The manner in which the BBC has handled the Martin Bashir scandal has prompted, and rightly so, anger from all sides of government and society. However, David Sedgwick argues that actual substantial reform of BBC practices is unlikely any time soon

The fallout from the Martin Bashir affair seems to have triggered government – at least its 'sources' – into a tough talking frenzy over the past few days. Indeed, the Westminster air currently echoes with stock phrases/words such as 'reform,' 'safeguards' and 'restoring trust.' It would appear Prince William's extraordinary intervention in which he stopped just short accusing the BBC of indirectly causing his mother's death has finally pushed the Tory party to a place it really, really does not want to go: taking action.

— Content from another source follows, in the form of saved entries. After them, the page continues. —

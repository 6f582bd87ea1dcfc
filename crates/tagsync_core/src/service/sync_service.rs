//! Sync orchestrator and selection intake.
//!
//! # Responsibility
//! - Expose the five externally-triggered operations as zero-argument
//!   methods over an explicit project context.
//! - Filter non-taggable selection kinds before per-item sync.
//!
//! # Invariants
//! - Each method runs one invocation to completion; no state is cached
//!   across invocations beyond the stores themselves.

use crate::context::ProjectContext;
use crate::model::item::TimelineItem;
use crate::store::local::LocalStore;
use crate::store::remote::RemoteStore;
use crate::store::StoreResult;
use crate::sync::items::sync_selection;
use crate::sync::vocabulary::sync_project_vocabulary;
use crate::sync::{ItemSyncReport, SyncDirection, VocabularySyncReport};

/// Supplies the current timeline selection at invocation time.
///
/// The host tool owns the selection; the core reads it once per
/// invocation and never caches it.
pub trait SelectionProvider {
    fn current_selection(&self) -> Vec<TimelineItem>;
}

/// Fixed selections, used by tests and the smoke CLI.
impl SelectionProvider for Vec<TimelineItem> {
    fn current_selection(&self) -> Vec<TimelineItem> {
        self.clone()
    }
}

/// Drops selection entries that cannot carry tags (transitions, effects).
pub fn taggable_items(selection: Vec<TimelineItem>) -> Vec<TimelineItem> {
    selection
        .into_iter()
        .filter(TimelineItem::is_taggable)
        .collect()
}

/// Entry-point facade the host tool binds its commands to.
pub struct TagSyncService<L: LocalStore, R: RemoteStore, S: SelectionProvider> {
    ctx: ProjectContext<L, R>,
    selection: S,
}

impl<L: LocalStore, R: RemoteStore, S: SelectionProvider> TagSyncService<L, R, S> {
    pub fn new(ctx: ProjectContext<L, R>, selection: S) -> Self {
        Self { ctx, selection }
    }

    /// "Sync project tags": bidirectional, additive vocabulary sync.
    pub fn sync_project_tags(&mut self) -> StoreResult<VocabularySyncReport> {
        sync_project_vocabulary(&mut self.ctx)
    }

    /// "Push tags (add)": local tags join each shot's assignment.
    pub fn push_tags_add(&mut self) -> StoreResult<ItemSyncReport> {
        self.item_sync(SyncDirection::Push, false)
    }

    /// "Push tags (overwrite)": each shot's assignment becomes exactly the
    /// item's filtered local set.
    pub fn push_tags_overwrite(&mut self) -> StoreResult<ItemSyncReport> {
        self.item_sync(SyncDirection::Push, true)
    }

    /// "Pull tags (add)": shot tags join each item's assignment.
    pub fn pull_tags_add(&mut self) -> StoreResult<ItemSyncReport> {
        self.item_sync(SyncDirection::Pull, false)
    }

    /// "Pull tags (overwrite)": each item's assignment becomes exactly its
    /// shot's remote set.
    pub fn pull_tags_overwrite(&mut self) -> StoreResult<ItemSyncReport> {
        self.item_sync(SyncDirection::Pull, true)
    }

    /// Read access to the context, for report rendering and tests.
    pub fn context(&self) -> &ProjectContext<L, R> {
        &self.ctx
    }

    /// Hands the context back once the service is done.
    pub fn into_context(self) -> ProjectContext<L, R> {
        self.ctx
    }

    fn item_sync(
        &mut self,
        direction: SyncDirection,
        overwrite: bool,
    ) -> StoreResult<ItemSyncReport> {
        let selection = taggable_items(self.selection.current_selection());
        sync_selection(&mut self.ctx, &selection, direction, overwrite)
    }
}
//! Logging bootstrap for the sync core.
//!
//! # Responsibility
//! - Initialize file-based rolling logs exactly once per process.
//!
//! # Invariants
//! - Initialization is idempotent for the same directory and level.
//! - Re-initialization with different settings is rejected, never applied.
//! - Initialization never panics.

use flexi_logger::{Cleanup, Criterion, FileSpec, Logger, LoggerHandle, Naming, WriteMode};
use log::info;
use once_cell::sync::OnceCell;
use std::path::{Path, PathBuf};

const LOG_FILE_BASENAME: &str = "tagsync";
const MAX_LOG_FILE_SIZE_BYTES: u64 = 5 * 1024 * 1024;
const MAX_LOG_FILES: usize = 3;

static LOGGING_STATE: OnceCell<LoggingState> = OnceCell::new();

struct LoggingState {
    level: &'static str,
    log_dir: PathBuf,
    _logger: LoggerHandle,
}

/// Initializes rolling file logging for the process.
///
/// # Errors
/// - Unsupported `level`, empty or relative `log_dir`.
/// - A previous initialization with conflicting settings.
/// - Logger backend setup failure.
pub fn init_logging(level: &str, log_dir: &str) -> Result<(), String> {
    let level = normalize_level(level)?;
    let log_dir = normalize_log_dir(log_dir)?;

    let state = LOGGING_STATE.get_or_try_init(|| -> Result<LoggingState, String> {
        std::fs::create_dir_all(&log_dir).map_err(|err| {
            format!("failed to create log directory `{}`: {err}", log_dir.display())
        })?;

        let logger = Logger::try_with_str(level)
            .map_err(|err| format!("invalid log level `{level}`: {err}"))?
            .log_to_file(
                FileSpec::default()
                    .directory(log_dir.as_path())
                    .basename(LOG_FILE_BASENAME),
            )
            .rotate(
                Criterion::Size(MAX_LOG_FILE_SIZE_BYTES),
                Naming::Numbers,
                Cleanup::KeepLogFiles(MAX_LOG_FILES),
            )
            .write_mode(WriteMode::BufferAndFlush)
            .append()
            .start()
            .map_err(|err| format!("failed to start logger: {err}"))?;

        info!(
            "event=core_init module=logging status=ok level={} log_dir={} version={}",
            level,
            log_dir.display(),
            env!("CARGO_PKG_VERSION")
        );

        Ok(LoggingState {
            level,
            log_dir: log_dir.clone(),
            _logger: logger,
        })
    })?;

    if state.log_dir != log_dir {
        return Err(format!(
            "logging already initialized at `{}`; refusing to switch to `{}`",
            state.log_dir.display(),
            log_dir.display()
        ));
    }
    if state.level != level {
        return Err(format!(
            "logging already initialized with level `{}`; refusing to switch to `{level}`",
            state.level
        ));
    }

    Ok(())
}

/// Returns `(level, log_dir)` when logging is active.
pub fn logging_status() -> Option<(&'static str, PathBuf)> {
    LOGGING_STATE
        .get()
        .map(|state| (state.level, state.log_dir.clone()))
}

/// Default level per build mode: `debug` in debug builds, `info` otherwise.
pub fn default_log_level() -> &'static str {
    if cfg!(debug_assertions) {
        "debug"
    } else {
        "info"
    }
}

fn normalize_level(level: &str) -> Result<&'static str, String> {
    match level.trim().to_ascii_lowercase().as_str() {
        "trace" => Ok("trace"),
        "debug" => Ok("debug"),
        "info" => Ok("info"),
        "warn" | "warning" => Ok("warn"),
        "error" => Ok("error"),
        other => Err(format!(
            "unsupported log level `{other}`; expected trace|debug|info|warn|error"
        )),
    }
}

fn normalize_log_dir(log_dir: &str) -> Result<PathBuf, String> {
    let trimmed = log_dir.trim();
    if trimmed.is_empty() {
        return Err("log_dir cannot be empty".to_string());
    }
    let path = Path::new(trimmed);
    if !path.is_absolute() {
        return Err(format!("log_dir must be an absolute path, got `{trimmed}`"));
    }
    Ok(path.to_path_buf())
}

#[cfg(test)]
mod tests {
    use super::{init_logging, logging_status, normalize_level, normalize_log_dir};
    use std::time::{SystemTime, UNIX_EPOCH};

    #[test]
    fn normalize_level_accepts_known_values_only() {
        assert_eq!(normalize_level(" WARNING ").unwrap(), "warn");
        assert!(normalize_level("verbose").is_err());
    }

    #[test]
    fn normalize_log_dir_rejects_relative_and_empty() {
        assert!(normalize_log_dir("").is_err());
        assert!(normalize_log_dir("logs/dev").is_err());
    }

    #[test]
    fn init_is_idempotent_and_rejects_conflicts() {
        let nanos = SystemTime::now()
            .duration_since(UNIX_EPOCH)
            .expect("system time should be after unix epoch")
            .as_nanos();
        let log_dir = std::env::temp_dir().join(format!(
            "tagsync-logging-{}-{nanos}",
            std::process::id()
        ));
        let log_dir_str = log_dir.to_str().expect("temp dir should be UTF-8");

        init_logging("info", log_dir_str).expect("first init should succeed");
        init_logging("info", log_dir_str).expect("same settings should be idempotent");
        assert!(init_logging("debug", log_dir_str).is_err());

        let (level, dir) = logging_status().expect("logging should be active");
        assert_eq!(level, "info");
        assert_eq!(dir, log_dir);
    }
}
//! Per-item tag reconciliation.
//!
//! # Responsibility
//! - Align each selected timeline item's tags with its resolved shot's
//!   tags, in one of four direction/overwrite modes.
//! - Keep item failures independent: a skipped item never aborts the batch.
//!
//! # Invariants
//! - Shots and the remote vocabulary are fetched once per batch; per-item
//!   work resolves against those snapshots.
//! - A tag created for one item is reused by later items in the same batch.
//! - Overwrite clears assignments only; tag definitions survive in both
//!   vocabularies.
//! - Items are processed strictly sequentially, fully synced before the
//!   next begins.

use crate::context::ProjectContext;
use crate::model::item::TimelineItem;
use crate::model::shot::ShotRecord;
use crate::model::tag::RemoteTag;
use crate::store::local::LocalStore;
use crate::store::record::{
    add_shot_tags, clear_shot_tags, create_project_tag, fetch_project_shots, fetch_project_tags,
};
use crate::store::remote::RemoteStore;
use crate::store::StoreResult;
use crate::sync::filter::{filter_tags, is_reserved_name};
use crate::sync::resolve::{resolve_shot, ResolveError};
use crate::sync::{ItemSyncReport, SkipReason, SkippedItem, SyncDirection};
use log::{debug, error, info};

/// Reconciles every selected item against its remote shot.
///
/// Resolution failures are logged, recorded in the report, and skipped
/// without mutating anything for that item. Store failures abort the
/// remaining batch; earlier items' mutations stand.
pub fn sync_selection<L: LocalStore, R: RemoteStore>(
    ctx: &mut ProjectContext<L, R>,
    selection: &[TimelineItem],
    direction: SyncDirection,
    overwrite: bool,
) -> StoreResult<ItemSyncReport> {
    let shots = fetch_project_shots(&ctx.remote, &ctx.project)?;
    let mut remote_vocabulary = fetch_project_tags(&ctx.remote, &ctx.project)?;
    let mut report = ItemSyncReport::default();

    for item in selection {
        let shot = match resolve_shot(&item.name, &shots) {
            Ok(shot) => shot,
            Err(err) => {
                let reason = match err {
                    ResolveError::NamingConvention { .. } => SkipReason::BadName,
                    ResolveError::ShotNotFound { .. } => SkipReason::NoMatch,
                };
                error!(
                    "event=item_skipped module=sync project={} item={} error={}",
                    ctx.project.name, item.name, err
                );
                report.skipped.push(SkippedItem {
                    item_name: item.name.clone(),
                    reason,
                });
                continue;
            }
        };

        match direction {
            SyncDirection::Push => {
                push_item_tags(ctx, item, shot, &mut remote_vocabulary, overwrite)?;
            }
            SyncDirection::Pull => pull_item_tags(ctx, item, shot, overwrite)?,
        }
        report.synced.push(item.name.clone());
    }

    info!(
        "event=item_sync module=sync status=ok project={} direction={} overwrite={} synced={} skipped={}",
        ctx.project.name,
        direction,
        overwrite,
        report.synced.len(),
        report.skipped.len()
    );
    Ok(report)
}

/// Writes the item's filtered local tags onto its shot.
///
/// Find-or-create consults the batch-cached remote vocabulary; a created
/// tag joins the cache so the next item with the same name reuses it.
fn push_item_tags<L: LocalStore, R: RemoteStore>(
    ctx: &mut ProjectContext<L, R>,
    item: &TimelineItem,
    shot: &ShotRecord,
    remote_vocabulary: &mut Vec<RemoteTag>,
    overwrite: bool,
) -> StoreResult<()> {
    if overwrite {
        clear_shot_tags(&mut ctx.remote, shot.id)?;
        debug!(
            "event=shot_tags_cleared module=sync project={} shot={}",
            ctx.project.name, shot.code
        );
    }

    let local_tags: Vec<_> = filter_tags(ctx.local.list_item_tags(item.id)?).collect();
    let mut assigned = Vec::with_capacity(local_tags.len());
    for local_tag in &local_tags {
        let known = remote_vocabulary
            .iter()
            .find(|remote| remote.name == local_tag.name)
            .cloned();
        let remote_tag = match known {
            Some(tag) => tag,
            None => {
                let created = create_project_tag(&mut ctx.remote, &ctx.project, &local_tag.name)?;
                debug!(
                    "event=remote_tag_created module=sync project={} tag={}",
                    ctx.project.name, created.name
                );
                remote_vocabulary.push(created.clone());
                created
            }
        };
        assigned.push(remote_tag);
    }

    // One additive update per item, mirroring the single batched write the
    // tracking DB API expects.
    add_shot_tags(&mut ctx.remote, shot.id, &assigned)?;
    debug!(
        "event=tags_pushed module=sync project={} item={} shot={} count={}",
        ctx.project.name,
        item.name,
        shot.code,
        assigned.len()
    );
    Ok(())
}

/// Writes the shot's tags onto the item, creating local tags as needed.
///
/// `shot.tags` is the batch-start snapshot; pull never re-reads the shot.
fn pull_item_tags<L: LocalStore, R: RemoteStore>(
    ctx: &mut ProjectContext<L, R>,
    item: &TimelineItem,
    shot: &ShotRecord,
    overwrite: bool,
) -> StoreResult<()> {
    if overwrite {
        let assigned: Vec<_> = filter_tags(ctx.local.list_item_tags(item.id)?).collect();
        for tag in &assigned {
            ctx.local.remove_tag_from_item(item.id, tag.id)?;
        }
        debug!(
            "event=item_tags_cleared module=sync project={} item={} count={}",
            ctx.project.name,
            item.name,
            assigned.len()
        );
    }

    let mut local_names: Vec<String> = filter_tags(ctx.local.list_item_tags(item.id)?)
        .map(|tag| tag.name)
        .collect();

    for remote_tag in &shot.tags {
        if is_reserved_name(&remote_tag.name) {
            continue;
        }
        if local_names.iter().any(|name| name == &remote_tag.name) {
            continue;
        }

        let new_tag = ctx.local.create_tag(&remote_tag.name)?;
        ctx.local.add_tag_to_item(item.id, &new_tag)?;
        local_names.push(new_tag.name.clone());
        debug!(
            "event=tag_pulled module=sync project={} item={} tag={}",
            ctx.project.name, item.name, new_tag.name
        );

        let vocabulary_has_name = filter_tags(ctx.local.list_project_tags()?)
            .any(|known| known.name == new_tag.name);
        if !vocabulary_has_name {
            ctx.local.insert_tag_into_vocabulary(&new_tag)?;
            debug!(
                "event=vocabulary_tag_created module=sync side=local project={} tag={}",
                ctx.project.name, new_tag.name
            );
        }
    }

    Ok(())
}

Or has it? Fans of Monty Python's Life of Brian will be familiar with The Judean People's Front, a group of revolutionaries always on the verge of action but never quite managing to take that first important step. John Cleese's ragtag collection certainly talk a good revolution. One day, they assure themselves, they will topple the Roman occupiers. Only not right now. Tomorrow maybe. In the meantime, there are resolutions to pass.

If these same government 'sources' are correct, the Tories are indeed headed for a spectacular fudge. For here is a golden opportunity to finally reform a broadcaster that long since went rogue, an organisation that treats its obligations to public service broadcasting with disdain if not outright contempt.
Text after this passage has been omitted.